What is required: Take every line from the listing below that contains "tracing".

----- Information -----

//! # Engine Configuration
//!
//! Tunables for fees, escrow windows, dispute intake and the release sweep.
//! Loaded from YAML, then overridden from `KICKS_*` environment variables,
//! then validated. Every field has a default so an empty file is valid.

use std::path::Path;

use kicks_core::FeeRate;
use serde::{Deserialize, Serialize};
use thiserror::Error;

/// Errors loading or validating configuration.
#[derive(Error, Debug)]
pub enum ConfigError {
    /// The config file could not be read.
    #[error("failed to read config {path}: {source}")]
    Io {
        /// File path.
        path: String,
        /// Underlying error.
        source: std::io::Error,
    },
    /// The YAML was malformed or had unknown keys.
    #[error("failed to parse config: {0}")]
    Parse(#[from] serde_yaml::Error),
    /// An environment override had an unparseable value.
    #[error("invalid value for {var}: \"{value}\"")]
    Env {
        /// Variable name.
        var: &'static str,
        /// Raw value.
        value: String,
    },
    /// A value is out of range or inconsistent with another.
    #[error("invalid config field {field}: {reason}")]
    Invalid {
        /// Dotted field path.
        field: &'static str,
        /// What is wrong.
        reason: String,
    },
}

/// Top-level engine configuration.
#[derive(Debug, Clone, PartialEq, Serialize, Deserialize)]
#[serde(default, deny_unknown_fields)]
pub struct EngineConfig {
    /// Platform fee applied when a transaction does not specify one.
    pub default_fee_rate_bps: u32,
    /// Escrow window applied when a transaction does not specify one.
    pub default_escrow_days: u32,
    /// Largest accepted escrow window.
    pub max_escrow_days: u32,
    /// Progress fraction at which the countdown is flagged as near expiry.
    pub near_expiry_threshold: f64,
    /// Dispute intake limits.
    pub dispute: DisputeConfig,
    /// Release sweep settings.
    pub scheduler: SchedulerConfig,
}

impl Default for EngineConfig {
    fn default() -> Self {
        Self {
            default_fee_rate_bps: FeeRate::STANDARD.basis_points(),
            default_escrow_days: 3,
            max_escrow_days: 30,
            near_expiry_threshold: 0.75,
            dispute: DisputeConfig::default(),
            scheduler: SchedulerConfig::default(),
        }
    }
}

/// Limits applied to dispute submissions.
#[derive(Debug, Clone, PartialEq, Eq, Serialize, Deserialize)]
#[serde(default, deny_unknown_fields)]
pub struct DisputeConfig {
    /// Minimum description length in characters, after trimming.
    pub description_min_chars: usize,
    /// Maximum description length in characters, after trimming.
    pub description_max_chars: usize,
    /// Maximum number of evidence references.
    pub max_evidence: usize,
    /// Maximum size of one evidence file.
    pub max_evidence_bytes: u64,
    /// Accepted evidence MIME types.
    pub allowed_content_types: Vec<String>,
}

impl Default for DisputeConfig {
    fn default() -> Self {
        Self {
            description_min_chars: 20,
            description_max_chars: 2000,
            max_evidence: 5,
            max_evidence_bytes: 10 * 1024 * 1024,
            allowed_content_types: [
                "image/jpeg",
                "image/png",
                "image/webp",
                "image/heic",
                "image/gif",
            ]
            .iter()
            .map(|s| s.to_string())
            .collect(),
        }
    }
}

/// Auto-release sweep settings.
#[derive(Debug, Clone, PartialEq, Eq, Serialize, Deserialize)]
#[serde(default, deny_unknown_fields)]
pub struct SchedulerConfig {
    /// Seconds between sweeps.
    pub interval_secs: u64,
    /// Attempts per transaction when a commit conflicts.
    pub max_retries: u32,
}

impl Default for SchedulerConfig {
    fn default() -> Self {
        Self {
            interval_secs: 60,
            max_retries: 3,
        }
    }
}

impl EngineConfig {
    /// Parse YAML. Missing keys take their defaults.
    pub fn from_yaml_str(yaml: &str) -> Result<Self, ConfigError> {
        if yaml.trim().is_empty() {
            return Ok(Self::default());
        }
        Ok(serde_yaml::from_str(yaml)?)
    }

    /// Read a YAML file, apply `KICKS_*` overrides from the process
    /// environment, and validate.
    pub fn load(path: &Path) -> Result<Self, ConfigError> {
        let yaml = std::fs::read_to_string(path).map_err(|source| ConfigError::Io {
            path: path.display().to_string(),
            source,
        })?;
        let config = Self::from_yaml_str(&yaml)?.with_env_overrides(|k| std::env::var(k).ok())?;
        config.validate()?;
        Ok(config)
    }

    /// Defaults plus environment overrides, validated.
    pub fn from_env() -> Result<Self, ConfigError> {
        let config = Self::default().with_env_overrides(|k| std::env::var(k).ok())?;
        config.validate()?;
        Ok(config)
    }

    /// Apply overrides from `lookup`, which maps variable names to values.
    pub fn with_env_overrides(
        mut self,
        lookup: impl Fn(&str) -> Option<String>,
    ) -> Result<Self, ConfigError> {
        fn parse<T: std::str::FromStr>(
            lookup: &impl Fn(&str) -> Option<String>,
            var: &'static str,
        ) -> Result<Option<T>, ConfigError> {
            match lookup(var) {
                None => Ok(None),
                Some(value) => value
                    .trim()
                    .parse()
                    .map(Some)
                    .map_err(|_| ConfigError::Env { var, value }),
            }
        }

        if let Some(v) = parse(&lookup, "KICKS_DEFAULT_FEE_RATE_BPS")? {
            self.default_fee_rate_bps = v;
        }
        if let Some(v) = parse(&lookup, "KICKS_DEFAULT_ESCROW_DAYS")? {
            self.default_escrow_days = v;
        }
        if let Some(v) = parse(&lookup, "KICKS_MAX_ESCROW_DAYS")? {
            self.max_escrow_days = v;
        }
        if let Some(v) = parse(&lookup, "KICKS_NEAR_EXPIRY_THRESHOLD")? {
            self.near_expiry_threshold = v;
        }
        if let Some(v) = parse(&lookup, "KICKS_DISPUTE_DESCRIPTION_MAX_CHARS")? {
            self.dispute.description_max_chars = v;
        }
        if let Some(v) = parse(&lookup, "KICKS_SWEEP_INTERVAL_SECS")? {
            self.scheduler.interval_secs = v;
        }
        if let Some(v) = parse(&lookup, "KICKS_SWEEP_MAX_RETRIES")? {
            self.scheduler.max_retries = v;
        }
        Ok(self)
    }

    /// Check ranges and cross-field consistency.
    pub fn validate(&self) -> Result<(), ConfigError> {
        FeeRate::from_basis_points(self.default_fee_rate_bps).map_err(|e| ConfigError::Invalid {
            field: "default_fee_rate_bps",
            reason: e.to_string(),
        })?;
        if self.default_escrow_days > self.max_escrow_days {
            return Err(ConfigError::Invalid {
                field: "default_escrow_days",
                reason: format!(
                    "{} exceeds max_escrow_days ({})",
                    self.default_escrow_days, self.max_escrow_days
                ),
            });
        }
        if !(self.near_expiry_threshold > 0.0 && self.near_expiry_threshold <= 1.0) {
            return Err(ConfigError::Invalid {
                field: "near_expiry_threshold",
                reason: format!("{} is outside (0, 1]", self.near_expiry_threshold),
            });
        }
        let d = &self.dispute;
        if !(500..=2000).contains(&d.description_max_chars) {
            return Err(ConfigError::Invalid {
                field: "dispute.description_max_chars",
                reason: format!("{} is outside 500..=2000", d.description_max_chars),
            });
        }
        if d.description_min_chars == 0 || d.description_min_chars > d.description_max_chars {
            return Err(ConfigError::Invalid {
                field: "dispute.description_min_chars",
                reason: format!(
                    "{} must be between 1 and description_max_chars",
                    d.description_min_chars
                ),
            });
        }
        if d.allowed_content_types.is_empty() {
            return Err(ConfigError::Invalid {
                field: "dispute.allowed_content_types",
                reason: "at least one content type is required".to_string(),
            });
        }
        if self.scheduler.interval_secs == 0 {
            return Err(ConfigError::Invalid {
                field: "scheduler.interval_secs",
                reason: "must be positive".to_string(),
            });
        }
        if self.scheduler.max_retries == 0 {
            return Err(ConfigError::Invalid {
                field: "scheduler.max_retries",
                reason: "must be at least 1".to_string(),
            });
        }
        Ok(())
    }

    /// The default fee rate as a typed value.
    ///
    /// Falls back to the standard rate if the config was never validated.
    pub fn default_fee_rate(&self) -> FeeRate {
        FeeRate::from_basis_points(self.default_fee_rate_bps).unwrap_or(FeeRate::STANDARD)
    }
}
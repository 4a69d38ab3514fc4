//! # API Error Types
//!
//! Structured error type implementing `axum::response::IntoResponse`.
//! Maps [`EscrowError`] and request failures to HTTP status codes with a
//! JSON body carrying a machine-readable code. Internal details are logged,
//! never returned.

use axum::http::StatusCode;
use axum::response::{IntoResponse, Response};
use axum::Json;
use kicks_escrow::{EscrowError, FieldError};
use serde::{Deserialize, Serialize};
use thiserror::Error;
use utoipa::ToSchema;

/// Structured JSON error response body.
#[derive(Debug, Serialize, Deserialize, ToSchema)]
pub struct ErrorBody {
    pub error: ErrorDetail,
}

/// Inner error detail.
#[derive(Debug, Serialize, Deserialize, ToSchema)]
pub struct ErrorDetail {
    /// Machine-readable error code (e.g., "NOT_FOUND", "NOT_DISPUTABLE").
    pub code: String,
    /// Human-readable error message.
    pub message: String,
    /// Per-field validation errors, present only for 422 field failures.
    #[serde(skip_serializing_if = "Option::is_none")]
    pub details: Option<serde_json::Value>,
}

/// Application-level error type that implements [`IntoResponse`] for Axum.
#[derive(Error, Debug)]
pub enum AppError {
    /// Resource not found (404).
    #[error("not found: {0}")]
    NotFound(String),

    /// Request validation failed (422).
    #[error("validation error: {0}")]
    Validation(String),

    /// One or more fields failed validation (422). Details list each field.
    #[error("validation failed for {} field(s)", .0.len())]
    InvalidFields(Vec<FieldError>),

    /// Amount could not be parsed or combined (422).
    #[error("invalid amount: {0}")]
    InvalidAmount(String),

    /// Request body could not be parsed (422).
    #[error("bad request: {0}")]
    BadRequest(String),

    /// Caller identity missing or malformed (401).
    #[error("unauthorized: {0}")]
    Unauthorized(String),

    /// Caller may not perform this action (403).
    #[error("forbidden: {0}")]
    Forbidden(String),

    /// Resource already exists (409).
    #[error("conflict: {0}")]
    Conflict(String),

    /// Status edge not allowed (409).
    #[error("{0}")]
    InvalidTransition(String),

    /// Lost a concurrent update; re-read and retry (409).
    #[error("{0}")]
    ConflictingTransition(String),

    /// Dispute policy refused (409).
    #[error("{0}")]
    NotDisputable(String),

    /// Cancellation policy refused (409).
    #[error("{0}")]
    NotCancellable(String),

    /// Internal server error (500). Message is logged but not returned to client.
    #[error("internal error: {0}")]
    Internal(String),
}

impl AppError {
    /// Return the HTTP status code and machine-readable error code for this error.
    fn status_and_code(&self) -> (StatusCode, &'static str) {
        match self {
            Self::NotFound(_) => (StatusCode::NOT_FOUND, "NOT_FOUND"),
            Self::Validation(_) | Self::InvalidFields(_) => {
                (StatusCode::UNPROCESSABLE_ENTITY, "VALIDATION_ERROR")
            }
            Self::InvalidAmount(_) => (StatusCode::UNPROCESSABLE_ENTITY, "INVALID_AMOUNT"),
            Self::BadRequest(_) => (StatusCode::UNPROCESSABLE_ENTITY, "BAD_REQUEST"),
            Self::Unauthorized(_) => (StatusCode::UNAUTHORIZED, "UNAUTHORIZED"),
            Self::Forbidden(_) => (StatusCode::FORBIDDEN, "FORBIDDEN"),
            Self::Conflict(_) => (StatusCode::CONFLICT, "CONFLICT"),
            Self::InvalidTransition(_) => (StatusCode::CONFLICT, "INVALID_TRANSITION"),
            Self::ConflictingTransition(_) => (StatusCode::CONFLICT, "CONFLICTING_TRANSITION"),
            Self::NotDisputable(_) => (StatusCode::CONFLICT, "NOT_DISPUTABLE"),
            Self::NotCancellable(_) => (StatusCode::CONFLICT, "NOT_CANCELLABLE"),
            Self::Internal(_) => (StatusCode::INTERNAL_SERVER_ERROR, "INTERNAL_ERROR"),
        }
    }
}

impl IntoResponse for AppError {
    fn into_response(self) -> Response {
        let (status, code) = self.status_and_code();

        let message = match &self {
            Self::Internal(_) => "An internal error occurred".to_string(),
            other => other.to_string(),
        };

        match &self {
            Self::Internal(_) => tracing::error!(error = %self, "internal server error"),
            Self::ConflictingTransition(_) => tracing::info!(error = %self, "concurrent update"),
            _ => {}
        }

        let details = match &self {
            Self::InvalidFields(errors) => Some(serde_json::json!({ "errors": errors })),
            _ => None,
        };

        let body = ErrorBody {
            error: ErrorDetail {
                code: code.to_string(),
                message,
                details,
            },
        };

        (status, Json(body)).into_response()
    }
}

impl From<EscrowError> for AppError {
    fn from(err: EscrowError) -> Self {
        match err {
            EscrowError::InvalidAmount(msg) => Self::InvalidAmount(msg),
            EscrowError::InvalidTransition { .. } => Self::InvalidTransition(err.to_string()),
            EscrowError::ConflictingTransition { .. } => {
                Self::ConflictingTransition(err.to_string())
            }
            EscrowError::ValidationFailed { errors } => Self::InvalidFields(errors),
            EscrowError::NotDisputable { reason } => Self::NotDisputable(reason),
            EscrowError::NotCancellable { reason } => Self::NotCancellable(reason),
            EscrowError::ActorNotPermitted { .. } => Self::Forbidden(err.to_string()),
            EscrowError::NotFound(order_id) => {
                Self::NotFound(format!("escrow transaction {order_id} not found"))
            }
            EscrowError::AlreadyExists(order_id) => {
                Self::Conflict(format!("escrow transaction {order_id} already exists"))
            }
            EscrowError::CorruptRecord { .. } | EscrowError::Canonicalization(_) => {
                Self::Internal(err.to_string())
            }
        }
    }
}

impl From<kicks_core::ValidationError> for AppError {
    fn from(err: kicks_core::ValidationError) -> Self {
        EscrowError::from(err).into()
    }
}

impl From<kicks_core::MoneyError> for AppError {
    fn from(err: kicks_core::MoneyError) -> Self {
        Self::InvalidAmount(err.to_string())
    }
}
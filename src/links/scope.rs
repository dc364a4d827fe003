use serde::Deserialize;
use url::Url;

/// Rule deciding whether a discovered link is part of the mirrored site
#[derive(Debug, Clone, Copy, PartialEq, Eq, Deserialize, clap::ValueEnum)]
#[serde(rename_all = "kebab-case")]
pub enum LinkScope {
    /// Keep links whose URL string starts with the page's URL string.
    ///
    /// This is a string test, not an origin test: with a base of
    /// `https://ex.com`, both `https://ex.compage` and
    /// `https://ex.com.attacker.net` pass it.
    Prefix,

    /// Keep links with the same scheme, host, and port as the page
    Origin,
}

impl LinkScope {
    /// Returns true if `candidate` should be followed from `page_url`
    ///
    /// # Arguments
    ///
    /// * `page_url` - The page's URL string, exactly as it was requested
    /// * `candidate` - The link, already resolved against `page_url`
    ///
    /// # Examples
    ///
    /// ```
    /// use sumi_mirror::links::LinkScope;
    /// use url::Url;
    ///
    /// let about = Url::parse("https://ex.com/about").unwrap();
    /// assert!(LinkScope::Prefix.admits("https://ex.com", &about));
    /// assert!(LinkScope::Origin.admits("https://ex.com", &about));
    ///
    /// let lookalike = Url::parse("https://ex.compage").unwrap();
    /// assert!(LinkScope::Prefix.admits("https://ex.com", &lookalike));
    /// assert!(!LinkScope::Origin.admits("https://ex.com", &lookalike));
    /// ```
    pub fn admits(self, page_url: &str, candidate: &Url) -> bool {
        match self {
            Self::Prefix => candidate.as_str().starts_with(page_url),
            Self::Origin => match Url::parse(page_url) {
                // Opaque origins (mailto:, data:) are never equal to anything
                Ok(base) => base.origin().is_tuple() && base.origin() == candidate.origin(),
                Err(_) => false,
            },
        }
    }
}
//! Stylesheet and script aggregation
//!
//! Every source contributes its bytes followed by a newline. External bodies
//! are kept exactly as fetched, whatever their encoding. A failed
//! external fetch contributes nothing and is returned as an
//! [`AssetFailure`] alongside the aggregated text, so callers decide whether
//! to record or ignore it.

use crate::crawler::fetcher::Fetcher;
use crate::crawler::parser::{AssetSource, PageReferences, ReferenceKind};
use std::collections::HashMap;
use std::sync::Mutex;
use url::Url;

/// An external stylesheet or script that could not be loaded
#[derive(Debug, Clone, PartialEq, Eq)]
pub struct AssetFailure {
    pub kind: ReferenceKind,
    /// The asset URL, or the raw reference when it could not be resolved
    pub asset: String,
    pub message: String,
}

/// Aggregated assets of one page
#[derive(Debug, Clone, Default)]
pub struct ExtractedAssets {
    pub css: Vec<u8>,
    pub js: Vec<u8>,
    pub links: Vec<Url>,
    pub failures: Vec<AssetFailure>,
}

/// Bodies of external assets shared by all pages of one crawl
#[derive(Debug, Default)]
pub struct AssetCache {
    entries: Mutex<HashMap<Url, Vec<u8>>>,
}

impl AssetCache {
    pub fn new() -> Self {
        Self::default()
    }

    fn get(&self, url: &Url) -> Option<Vec<u8>> {
        self.entries.lock().ok()?.get(url).cloned()
    }

    fn insert(&self, url: Url, body: Vec<u8>) {
        if let Ok(mut entries) = self.entries.lock() {
            entries.insert(url, body);
        }
    }

    /// Number of cached assets
    pub fn len(&self) -> usize {
        self.entries.lock().map(|entries| entries.len()).unwrap_or(0)
    }

    pub fn is_empty(&self) -> bool {
        self.len() == 0
    }
}

/// Loads external assets through a fetcher and an optional cache
pub struct AssetLoader<'a, F> {
    fetcher: &'a F,
    cache: Option<&'a AssetCache>,
}

impl<'a, F: Fetcher + Sync> AssetLoader<'a, F> {
    pub fn new(fetcher: &'a F, cache: Option<&'a AssetCache>) -> Self {
        Self { fetcher, cache }
    }

    /// The underlying fetcher, used for page requests which bypass the cache
    pub fn fetcher(&self) -> &'a F {
        self.fetcher
    }

    /// Fetches and aggregates the stylesheets and scripts of a page
    ///
    /// Stylesheets keep the order of [`PageReferences::stylesheets`] (linked
    /// sheets before inline styles), scripts keep document order. References
    /// that failed to resolve are reported as failures.
    pub async fn extract(&self, refs: PageReferences) -> ExtractedAssets {
        let mut failures: Vec<AssetFailure> = refs
            .malformed
            .iter()
            .filter(|m| m.kind != ReferenceKind::Hyperlink)
            .map(|m| AssetFailure {
                kind: m.kind,
                asset: m.raw.clone(),
                message: m.message.clone(),
            })
            .collect();

        let css = self
            .aggregate(ReferenceKind::Stylesheet, &refs.stylesheets, &mut failures)
            .await;
        let js = self
            .aggregate(ReferenceKind::Script, &refs.scripts, &mut failures)
            .await;

        ExtractedAssets {
            css,
            js,
            links: refs.links,
            failures,
        }
    }

    async fn aggregate(
        &self,
        kind: ReferenceKind,
        sources: &[AssetSource],
        failures: &mut Vec<AssetFailure>,
    ) -> Vec<u8> {
        let mut content = Vec::new();

        for source in sources {
            match source {
                AssetSource::Inline(text) => {
                    content.extend_from_slice(text.as_bytes());
                    content.push(b'\n');
                }
                AssetSource::External(url) => match self.load(url).await {
                    Ok(body) => {
                        content.extend_from_slice(&body);
                        content.push(b'\n');
                    }
                    Err(e) => {
                        tracing::debug!("Failed to fetch asset {}: {}", url, e);
                        failures.push(AssetFailure {
                            kind,
                            asset: url.to_string(),
                            message: e.to_string(),
                        });
                    }
                },
            }
        }

        content
    }

    async fn load(&self, url: &Url) -> Result<Vec<u8>, crate::FetchError> {
        if let Some(body) = self.cache.and_then(|cache| cache.get(url)) {
            tracing::trace!("Asset cache hit: {}", url);
            return Ok(body);
        }

        let body = self.fetcher.fetch(url).await?;

        if let Some(cache) = self.cache {
            cache.insert(url.clone(), body.clone());
        }

        Ok(body)
    }
}
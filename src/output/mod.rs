//! Output module for crawl reports and summaries
//!
//! This module handles:
//! - Collecting saved pages and failures into a [`CrawlReport`]
//! - Printing the report to stdout
//! - Writing an optional markdown summary

mod markdown;
mod report;

pub use markdown::{format_markdown_summary, generate_markdown_summary};
pub use report::{print_report, CrawlReport, PageAssetFailure, PageFailure, SavedPage};

use thiserror::Error;

/// Errors that can occur during output operations
#[derive(Debug, Error)]
pub enum OutputError {
    #[error("IO error: {0}")]
    Io(#[from] std::io::Error),
}

/// Result type for output operations
pub type OutputResult<T> = Result<T, OutputError>;
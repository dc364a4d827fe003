//! Configuration module for Sumi-Mirror
//!
//! This module handles loading, parsing, and validating TOML configuration
//! files. Every key is optional; [`Config::default`] is the worklist crawl and
//! [`Config::reference`] is the classic recursive mirror.
//!
//! # Example
//!
//! ```no_run
//! use sumi_mirror::config::load_config;
//! use std::path::Path;
//!
//! let config = load_config(Path::new("mirror.toml")).unwrap();
//! println!("Strategy: {:?}", config.crawler.strategy);
//! ```

mod parser;
mod types;
mod validation;

// Re-export types
pub use types::{Config, CrawlerConfig, OutputConfig, Strategy};

// Re-export parser and validation functions
pub use parser::{load_config, parse_config};
pub use validation::{validate, validate_root_url};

-----

Reply:
            Self::Internal(_) => tracing::error!(error = %self, "internal server error"),
            Self::ConflictingTransition(_) => tracing::info!(error = %self, "concurrent update"),
                        tracing::debug!("Failed to fetch asset {}: {}", url, e);
            tracing::trace!("Asset cache hit: {}", url);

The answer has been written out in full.